By S. Khup Cin Pau
Introduction
Today my theme is One People, One Identity The Chin Christian Fellowship Singapore, (Sayama Betty & Michael) has prepared to celebrate the Chin National Day by singing some old favourites of Mizo melodies, Lai tunes and Zomi songs like Zo Gam and Tun Sung Khat.
For some time I had thought of the need to emphasize solidarity and unity among our people because we have been losing our identity when those who emphasize our Zomi name and those who feel that we need to go on with our historical name lest we will marginalize our identity if we disown the name Chin at this juncture in our history.
What happened on 20 February 1948?
Very quickly let me tell you. This was referendum to find out the people’s choice of government. The Shans decided to let the Sawbwas who negotiated with Gen Aung San to lead them. The Kachins also decided the Duwas also decided those who talked with Aung San should lead them.

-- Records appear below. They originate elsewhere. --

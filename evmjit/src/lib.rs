pub mod checkpoint;
pub mod config;
pub mod env;
pub mod error;
pub mod exec;
pub mod ir;
#[cfg(feature = "cli")]
pub mod logging;
pub mod manager;
pub mod opcode;
pub mod probe;
pub mod runtime;

pub use checkpoint::{Checkpoint, Completion, capture, jit_abort};
pub use config::BridgeConfig;
pub use env::{EnvSnapshot, ExtEnv};
pub use error::{JitError, JitResult};
pub use exec::{CallOutcome, ExecValue, HostCx, HostFunction, HostFunctions, execute_call};
pub use ir::{
    BinaryOp, Block, ExternId, FuncId, Function, FunctionBuilder, FunctionRole, Inst, Module,
    Signature, Type, Value,
};
pub use manager::RuntimeManager;
pub use opcode::{CONTEXT_FIELDS, Instruction, context_field};
pub use probe::{ProbeEntry, ProbeReport, build_probe_module, run_probe};
pub use runtime::{Runtime, context_value};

We knew that the mass voted with only 19 against. I remember U Khup Khan Thang now in the US writing that they exercise their “self-determination” to vote for the end of the Chief’s customary dues. Was the mass made to understand they were voting to abolish the customary dues that the chief had already decided to give up and the government would give them compensation
The 19 who were said to cast the negative votes were the educated Chins who
attended the meeting and formed an ad hoc committee to advice that the system of having Chiefs and Headmen considered as a system is yet the best for our people in their present state of political consciousness and education as the Shans and Kachins had decided.
The nineteen who signed the advice were ;
Shiah Lwe B.A.,B.Ed., S.T. Hau Go B.A.Hons, Sum Mang B.A., Sang Liana B.A.
Hons, Lal Bik B.E., Dr. Sherman L.M.P, Aung Dwe Thang Sun TTC Thang Cem
Kla Thang, HlunThan, Khai Kho Lian, Swe Zan, Huat Er , Isaac, Lian Kaar Ngun
Uk Htang Mang Tial Dum.
The mass rejected the suggestion of this committee. Whether one calls the day Chin National Day, the day Siah leh Bum was voted out, the day the chiefs had been driven out may be as one sees its significance.
The chiefs Pum Za Mang, Hlur Hmun, and Kio Mang who demanded equal rights for the Hills People and extracted Aung San’s famous bama ta kyat, chin, shan. kachin, ta kyat were defeated.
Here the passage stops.